AIM OF THE STUDY: To analyze paediatric patients who were diagnosed with intracranial germ cell tumours, to assess their presentation, management details and to understand their overall prognoses in terms of survival. MATERIAL AND METHODS: Of the 22 patients, there were 12 patients with germinoma, 4 patients with immature teratoma and 1 patient with mature teratoma, 1 with embryonal cell carcinoma, and 4 mixed germ cell tumours. The age of presentation ranged from 3 months to 15 years and there was a clear female preponderance. The most common presentation was with raised intracranial pressure and 11of our patients had papilledema at presentation, 1 presented with seizure, 1 with diabetes insipidus and 1 had precocious puberty at the time of presentation. With the exception of 4 infants who were admitted with poor levels of consciousness and who had presumptive diagnoses of teatimes, and where squash preparation provided definite diagnoses at the time of endoscopic third ventriculostomy, serum markers were obtained in all patients, while CSF tumour markers were obtained in only 14 patients (not done in 4 for technical reasons), Alpha-fetoprotein and beta HCG were measured in all cases.

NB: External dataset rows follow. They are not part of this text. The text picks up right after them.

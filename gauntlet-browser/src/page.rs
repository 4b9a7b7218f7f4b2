use std::time::Duration;

use async_trait::async_trait;
use fantoccini::{elements::Element, error::CmdError, key::Key, Client, Locator};
use gauntlet_common::{FlowError, Result, StealthLevel};
use serde_json::json;
use tokio::time::{sleep, Instant};
use tracing::debug;

use crate::{
    behavioral::BehavioralEngine,
    session::{ListingSelectors, PageSession, RawListing},
    stealth::StealthScripts,
};

const PROBE_INTERVAL: Duration = Duration::from_millis(250);

/// Fantoccini-backed implementation of [`PageSession`].
pub struct WebDriverSession {
    client: Client,
    stealth: StealthLevel,
    behavioral: BehavioralEngine,
}

impl WebDriverSession {
    pub fn new(client: Client, stealth: StealthLevel, behavioral: BehavioralEngine) -> Self {
        Self {
            client,
            stealth,
            behavioral,
        }
    }

    /// Translate a WebDriver failure into the flow taxonomy. A lost
    /// connection or dead session window means the whole session is gone;
    /// anything else stays an opaque driver error.
    fn classify(e: CmdError) -> FlowError {
        match e {
            CmdError::Lost(io) => FlowError::SessionUnusable(io.to_string()),
            other => {
                let msg = other.to_string();
                if msg.contains("no such window")
                    || msg.contains("invalid session")
                    || msg.contains("session not created")
                    || msg.contains("chrome not reachable")
                {
                    FlowError::SessionUnusable(msg)
                } else {
                    FlowError::Other(anyhow::Error::new(other))
                }
            }
        }
    }

    /// Find the first element resolvable through the fallback chain,
    /// returning the selector that matched alongside it.
    async fn find_first(&self, selectors: &[String]) -> Result<Option<(String, Element)>> {
        for selector in selectors {
            match self.client.find(Locator::Css(selector)).await {
                Ok(element) => return Ok(Some((selector.clone(), element))),
                Err(e) if e.is_no_such_element() => continue,
                Err(e) => return Err(Self::classify(e)),
            }
        }
        Ok(None)
    }

    async fn apply_stealth(&self) -> Result<()> {
        self.client
            .execute(StealthScripts::core_evasions(), vec![])
            .await
            .map_err(Self::classify)?;
        match self.stealth {
            StealthLevel::Lightweight => {}
            StealthLevel::Balanced => {
                self.client
                    .execute(StealthScripts::canvas_evasions(), vec![])
                    .await
                    .map_err(Self::classify)?;
            }
            StealthLevel::Maximum => {
                self.client
                    .execute(StealthScripts::canvas_evasions(), vec![])
                    .await
                    .map_err(Self::classify)?;
                self.client
                    .execute(StealthScripts::webgl_evasions(), vec![])
                    .await
                    .map_err(Self::classify)?;
            }
        }
        Ok(())
    }

    /// First non-empty text found through the chain, relative to `element`.
    async fn child_text(&self, element: &Element, selectors: &[String]) -> Result<String> {
        for selector in selectors {
            match element.find(Locator::Css(selector)).await {
                Ok(child) => {
                    let text = child.text().await.map_err(Self::classify)?;
                    if !text.trim().is_empty() {
                        return Ok(text.trim().to_string());
                    }
                }
                Err(e) if e.is_no_such_element() => continue,
                Err(e) => return Err(Self::classify(e)),
            }
        }
        Ok(String::new())
    }

    async fn child_href(&self, element: &Element, selectors: &[String]) -> Result<String> {
        for selector in selectors {
            match element.find(Locator::Css(selector)).await {
                Ok(child) => {
                    if let Some(href) = child.attr("href").await.map_err(Self::classify)? {
                        return Ok(href);
                    }
                }
                Err(e) if e.is_no_such_element() => continue,
                Err(e) => return Err(Self::classify(e)),
            }
        }
        Ok(String::new())
    }
}

#[async_trait]
impl PageSession for WebDriverSession {
    async fn navigate(&self, url: &str) -> Result<()> {
        self.behavioral.random_delay(300, 1200).await;
        self.client.goto(url).await.map_err(Self::classify)?;
        self.apply_stealth().await
    }

    async fn current_url(&self) -> Result<String> {
        self.client
            .current_url()
            .await
            .map(|u| u.to_string())
            .map_err(Self::classify)
    }

    async fn page_text(&self) -> Result<String> {
        let value = self
            .client
            .execute("return document.body ? document.body.innerText : '';", vec![])
            .await
            .map_err(Self::classify)?;
        Ok(value.as_str().unwrap_or_default().to_string())
    }

    async fn page_source(&self) -> Result<String> {
        self.client.source().await.map_err(Self::classify)
    }

    async fn wait_for_any(&self, selectors: &[String], timeout: Duration) -> Result<String> {
        let deadline = Instant::now() + timeout;
        loop {
            if let Some(matched) = self.exists_any(selectors).await? {
                return Ok(matched);
            }
            if Instant::now() >= deadline {
                return Err(FlowError::PreconditionTimeout {
                    what: selectors.join(", "),
                    timeout,
                });
            }
            sleep(PROBE_INTERVAL).await;
        }
    }

    async fn exists_any(&self, selectors: &[String]) -> Result<Option<String>> {
        Ok(self.find_first(selectors).await?.map(|(sel, _)| sel))
    }

    async fn click_any(&self, selectors: &[String], timeout: Duration) -> Result<()> {
        let matched = self.wait_for_any(selectors, timeout).await?;
        let Some((_, element)) = self.find_first(std::slice::from_ref(&matched)).await? else {
            // Matched a moment ago but gone now; surface as a timeout so the
            // caller can retry at its own level.
            return Err(FlowError::PreconditionTimeout {
                what: matched,
                timeout,
            });
        };
        self.behavioral.random_delay(100, 400).await;
        element.click().await.map_err(Self::classify)?;
        Ok(())
    }

    async fn type_any(&self, selectors: &[String], text: &str, timeout: Duration) -> Result<()> {
        let matched = self.wait_for_any(selectors, timeout).await?;
        let Some((_, element)) = self.find_first(std::slice::from_ref(&matched)).await? else {
            return Err(FlowError::PreconditionTimeout {
                what: matched,
                timeout,
            });
        };
        element.clear().await.map_err(Self::classify)?;
        self.behavioral.type_text_human_like(&element, text).await
    }

    async fn press_enter(&self, selectors: &[String]) -> Result<()> {
        if let Some((selector, element)) = self.find_first(selectors).await? {
            debug!(%selector, "sending Enter");
            let enter: char = Key::Enter.into();
            element
                .send_keys(&enter.to_string())
                .await
                .map_err(Self::classify)?;
        }
        Ok(())
    }

    async fn attr_any(&self, selectors: &[String], attr: &str) -> Result<Option<String>> {
        if let Some((_, element)) = self.find_first(selectors).await? {
            return element.attr(attr).await.map_err(Self::classify);
        }
        Ok(None)
    }

    async fn read_value(&self, selector: &str) -> Result<Option<String>> {
        match self.client.find(Locator::Css(selector)).await {
            Ok(element) => element.prop("value").await.map_err(Self::classify),
            Err(e) if e.is_no_such_element() => Ok(None),
            Err(e) => Err(Self::classify(e)),
        }
    }

    async fn set_value_all(&self, selectors: &[String], value: &str) -> Result<usize> {
        let script = r#"
            let count = 0;
            for (const sel of arguments[0]) {
                for (const el of document.querySelectorAll(sel)) {
                    el.value = arguments[1];
                    el.dispatchEvent(new Event('input', { bubbles: true }));
                    count++;
                }
            }
            return count;
        "#;
        let result = self
            .client
            .execute(script, vec![json!(selectors), json!(value)])
            .await
            .map_err(Self::classify)?;
        Ok(result.as_u64().unwrap_or(0) as usize)
    }

    async fn frame_sources(&self) -> Result<Vec<String>> {
        let result = self
            .client
            .execute(
                "return Array.from(document.querySelectorAll('iframe')).map(f => f.src || '');",
                vec![],
            )
            .await
            .map_err(Self::classify)?;
        Ok(result
            .as_array()
            .map(|arr| {
                arr.iter()
                    .filter_map(|v| v.as_str())
                    .filter(|s| !s.is_empty())
                    .map(|s| s.to_string())
                    .collect()
            })
            .unwrap_or_default())
    }

    async fn screenshot(&self) -> Result<Vec<u8>> {
        self.client.screenshot().await.map_err(Self::classify)
    }

    async fn collect_listings(&self, selectors: &ListingSelectors) -> Result<Vec<RawListing>> {
        let mut items = Vec::new();
        for selector in &selectors.item {
            items = self
                .client
                .find_all(Locator::Css(selector))
                .await
                .map_err(Self::classify)?;
            if !items.is_empty() {
                break;
            }
        }

        let mut listings = Vec::with_capacity(items.len());
        for item in &items {
            listings.push(RawListing {
                title: self.child_text(item, &selectors.title).await?,
                price_text: self.child_text(item, &selectors.price).await?,
                link: self.child_href(item, &selectors.link).await?,
            });
        }
        Ok(listings)
    }

    async fn close(&self) -> Result<()> {
        self.client.clone().close().await.map_err(Self::classify)
    }
}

Placental alkaline phosphatase (PLAP) was again not available to us. In 12 patients endoscopic third ventriculostomy and biopsy procedures were done. Those with positive tumour markers (3 patients) no histological diagnoses were obtained and underwent direct radiotherapy. RESULTS: Median survival in the teratoma group was 11.6 months. The germinoma and mixed germ cell tumours had better outcome(stable and asymtomatic at 2 years). The child with embryonal carcinoma did not even survive till adjuvant therapy could be started. CONCLUSION: In our scenario we faced some special problems. 1) tumour markers in CSF could not be measured in 4 cases and we had to depend on serum markers in those cases. 2) almost all our patients with severely raised intracranial pressure required immediate CSF diversion procedures and so we could histological samples for squash examination. Limited resources and limited access to high end laboratory facilities provided a challenge for management of these patients.